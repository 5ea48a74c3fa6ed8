//! Authentication commands.

use super::{books, mount};
use crate::output::{self, OutputFormat};
use anyhow::Result;
use route_guard::{decide, Route, RouteDecision};

/// Sign in with email and password.
///
/// When a session is already present the guard redirects to the catalog
/// instead of re-authenticating.
pub async fn login(format: &OutputFormat) -> Result<()> {
    use std::io::{self, Write};

    let screen = mount().await?;

    if let RouteDecision::Redirect(Route::Catalog) =
        decide(&Route::SignIn, screen.manager.is_signed_in())
    {
        output::print_success("Already signed in.", format);
        return books::render_catalog(&screen, None, format).await;
    }

    print!("Email: ");
    io::stdout().flush()?;
    let mut email = String::new();
    io::stdin().read_line(&mut email)?;
    let email = email.trim().to_string();

    if email.is_empty() {
        anyhow::bail!("Email is required");
    }

    let password = rpassword::prompt_password("Password: ")?;

    if password.is_empty() {
        anyhow::bail!("Password is required");
    }

    let session = screen
        .manager
        .sign_in_with_password(&email, &password)
        .await?;

    let display = session.email.as_deref().unwrap_or(&session.user_id);
    output::print_success(&format!("Signed in as {}", display), format);
    Ok(())
}

/// Sign out.
///
/// A provider failure leaves the session untouched; the error is surfaced
/// and the user is not treated as signed out.
pub async fn logout(format: &OutputFormat) -> Result<()> {
    let screen = mount().await?;

    if !screen.manager.is_signed_in() {
        output::print_success("Not signed in.", format);
        return Ok(());
    }

    screen.manager.sign_out().await?;
    output::print_success("Signed out.", format);
    Ok(())
}

/// Show the current session state.
pub async fn status(format: &OutputFormat) -> Result<()> {
    let screen = mount().await?;

    match format {
        OutputFormat::Text => match screen.manager.session() {
            Some(session) => {
                println!("Signed in");
                output::print_row("User", &session.user_id);
                if let Some(email) = &session.email {
                    output::print_row("Email", email);
                }
                output::print_row("Expires", &session.expires_at);
            }
            None => println!("Not signed in"),
        },
        OutputFormat::Json => {
            let body = serde_json::json!({
                "state": screen.manager.state(),
                "session": screen.manager.session(),
            });
            println!("{}", serde_json::to_string_pretty(&body)?);
        }
    }

    Ok(())
}
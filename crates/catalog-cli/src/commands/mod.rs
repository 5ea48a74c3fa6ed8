//! Screen commands.

mod auth;
mod books;

pub use auth::{login, logout, status};
pub use books::{books_add, books_edit, books_list, books_remove, books_show, books_toggle};

use crate::output::OutputFormat;

use anyhow::Result;
use book_repository::{BookRepository, PostgrestBookStore, StoreContext};
use catalog_auth::{FileSessionStore, GotrueClient, SessionManager};
use catalog_core::{Config, Paths};
use route_guard::{decide, Route, RouteDecision};
use std::sync::Arc;
use tracing::debug;

/// Everything a mounted screen needs: the session manager (activated, with
/// its change subscription registered) and the book repository wired to the
/// signed-in user's token.
pub struct Screen {
    pub manager: SessionManager,
    pub repository: BookRepository,
}

impl Drop for Screen {
    /// Screen teardown releases the session subscription exactly once.
    fn drop(&mut self) {
        self.manager.deactivate();
    }
}

/// Mount a screen: load config, activate the session manager, and wire the
/// record store with the current session's token.
pub async fn mount() -> Result<Screen> {
    let paths = Paths::new()?;
    let config = Config::load(&paths)?;
    config.validate()?;

    let session_store = Arc::new(FileSessionStore::new()?);
    let provider = Arc::new(GotrueClient::new(
        &config.supabase_url,
        &config.supabase_publishable_key,
        session_store,
    ));

    let manager = SessionManager::new(provider);
    manager.activate().await?;

    let store = Arc::new(PostgrestBookStore::new(
        &config.supabase_url,
        &config.supabase_publishable_key,
    ));
    if let Some(session) = manager.session() {
        store.set_context(StoreContext {
            access_token: session.access_token,
        });
    }

    let repository = BookRepository::new(store);

    debug!(signed_in = manager.is_signed_in(), "Screen mounted");

    Ok(Screen {
        manager,
        repository,
    })
}

/// Resolve a guarded screen through the route guard.
///
/// Returns Ok when the screen renders; a redirect to sign-in becomes the
/// error the user sees.
pub fn guard(screen: &Screen, route: &Route) -> Result<()> {
    match decide(route, screen.manager.is_signed_in()) {
        RouteDecision::Render(_) => Ok(()),
        RouteDecision::Redirect(Route::SignIn) => {
            anyhow::bail!("Not signed in. Run 'librarium login' first.")
        }
        RouteDecision::Redirect(other) => {
            anyhow::bail!("Redirected to {}", other.path())
        }
    }
}

/// The entry screen: `/` is redirect-only.
///
/// With a session present the user lands on the catalog; otherwise they are
/// sent to sign in.
pub async fn root(format: &OutputFormat) -> Result<()> {
    let screen = mount().await?;

    match decide(&Route::Root, screen.manager.is_signed_in()) {
        RouteDecision::Redirect(Route::Catalog) => {
            books::render_catalog(&screen, None, format).await
        }
        _ => anyhow::bail!("Not signed in. Run 'librarium login' first."),
    }
}

/// Ask the user for confirmation.
pub fn confirm(prompt: &str) -> bool {
    use std::io::{self, Write};

    print!("{} [y/N] ", prompt);
    io::stdout().flush().ok();

    let mut input = String::new();
    if io::stdin().read_line(&mut input).is_err() {
        return false;
    }

    matches!(input.trim().to_lowercase().as_str(), "y" | "yes")
}
//! Screen routes.

use serde::{Deserialize, Serialize};

/// The screen surface: one route per screen.
#[derive(Debug, Clone, PartialEq, Eq, Serialize, Deserialize)]
#[serde(rename_all = "snake_case", tag = "screen", content = "id")]
pub enum Route {
    /// `/` - redirect-only entry point.
    Root,
    /// `/sign-in` - the authentication screen.
    SignIn,
    /// `/catalog` - the book list.
    Catalog,
    /// `/catalog/add` - the add-book form.
    AddBook,
    /// `/catalog/{id}` - a single book detail screen.
    BookDetail(String),
}

impl Route {
    /// Resolve a path string to a route.
    ///
    /// Returns None for paths outside the screen surface.
    pub fn parse(path: &str) -> Option<Route> {
        let trimmed = path.trim_end_matches('/');
        match trimmed {
            "" | "/" => Some(Route::Root),
            "/sign-in" => Some(Route::SignIn),
            "/catalog" => Some(Route::Catalog),
            "/catalog/add" => Some(Route::AddBook),
            _ => {
                let id = trimmed.strip_prefix("/catalog/")?;
                if id.is_empty() || id.contains('/') {
                    return None;
                }
                Some(Route::BookDetail(id.to_string()))
            }
        }
    }

    /// The path for this route.
    pub fn path(&self) -> String {
        match self {
            Route::Root => "/".to_string(),
            Route::SignIn => "/sign-in".to_string(),
            Route::Catalog => "/catalog".to_string(),
            Route::AddBook => "/catalog/add".to_string(),
            Route::BookDetail(id) => format!("/catalog/{}", id),
        }
    }
}

impl std::fmt::Display for Route {
    fn fmt(&self, f: &mut std::fmt::Formatter<'_>) -> std::fmt::Result {
        f.write_str(&self.path())
    }
}

#[cfg(test)]
mod tests {
    use super::*;

    #[test]
    fn parse_known_paths() {
        assert_eq!(Route::parse("/"), Some(Route::Root));
        assert_eq!(Route::parse("/sign-in"), Some(Route::SignIn));
        assert_eq!(Route::parse("/catalog"), Some(Route::Catalog));
        assert_eq!(Route::parse("/catalog/add"), Some(Route::AddBook));
        assert_eq!(
            Route::parse("/catalog/bk-42"),
            Some(Route::BookDetail("bk-42".to_string()))
        );
    }

    #[test]
    fn parse_tolerates_trailing_slash() {
        assert_eq!(Route::parse("/catalog/"), Some(Route::Catalog));
        assert_eq!(Route::parse("/sign-in/"), Some(Route::SignIn));
    }

    #[test]
    fn parse_rejects_unknown_paths() {
        assert_eq!(Route::parse("/nope"), None);
        assert_eq!(Route::parse("/catalog/bk-1/extra"), None);
        assert_eq!(Route::parse("catalog"), None);
    }

    #[test]
    fn path_round_trips() {
        for route in [
            Route::Root,
            Route::SignIn,
            Route::Catalog,
            Route::AddBook,
            Route::BookDetail("bk-7".to_string()),
        ] {
            assert_eq!(Route::parse(&route.path()), Some(route));
        }
    }
}
//! Session management with FSM-based state tracking.
//!
//! [`SessionManager`] owns the current session for the lifetime of a
//! guarded screen. On activation it queries the identity provider once and
//! registers exactly one change subscription; every provider notification
//! replaces the owned session wholesale through a single designated replace
//! operation. Deactivation releases the subscription exactly once.

use crate::provider::{IdentityProvider, Session, SessionSubscription};
use crate::session_fsm::{SessionMachine, SessionMachineInput, SessionState};
use crate::{AuthError, AuthResult};
use std::sync::{Arc, Mutex};
use tracing::{debug, info, warn};

/// Shared session state: the owned value plus the FSM tracking it.
struct SessionCell {
    session: Mutex<Option<Session>>,
    fsm: Mutex<SessionMachine>,
}

impl SessionCell {
    fn new() -> Self {
        Self {
            session: Mutex::new(None),
            fsm: Mutex::new(SessionMachine::new()),
        }
    }

    /// The single designated replace operation.
    ///
    /// Swaps the owned session wholesale; old and new session data are
    /// never merged or read-modified in place.
    fn replace(&self, next: Option<Session>) {
        *self.session.lock().unwrap() = next;
    }

    /// Apply a provider notification: replace the value and move the FSM.
    ///
    /// Notifications that arrive mid-operation (e.g. the provider's own
    /// emit during sign-in) have no transition of their own; the in-flight
    /// operation finishes the move, so the input is absorbed.
    fn observe(&self, next: Option<Session>) {
        let input = if next.is_some() {
            SessionMachineInput::SessionPresent
        } else {
            SessionMachineInput::SessionAbsent
        };

        self.replace(next);

        let mut fsm = self.fsm.lock().unwrap();
        if fsm.consume(&input).is_err() {
            debug!(
                state = ?fsm.state(),
                input = ?input,
                "session notification absorbed without transition"
            );
        }
    }

    fn state(&self) -> SessionState {
        SessionState::from(self.fsm.lock().unwrap().state())
    }
}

* _Problem requirements_:
For the data shown above, give the number of lines where the word "only" appears, and nothing else.

* _Written response_:
2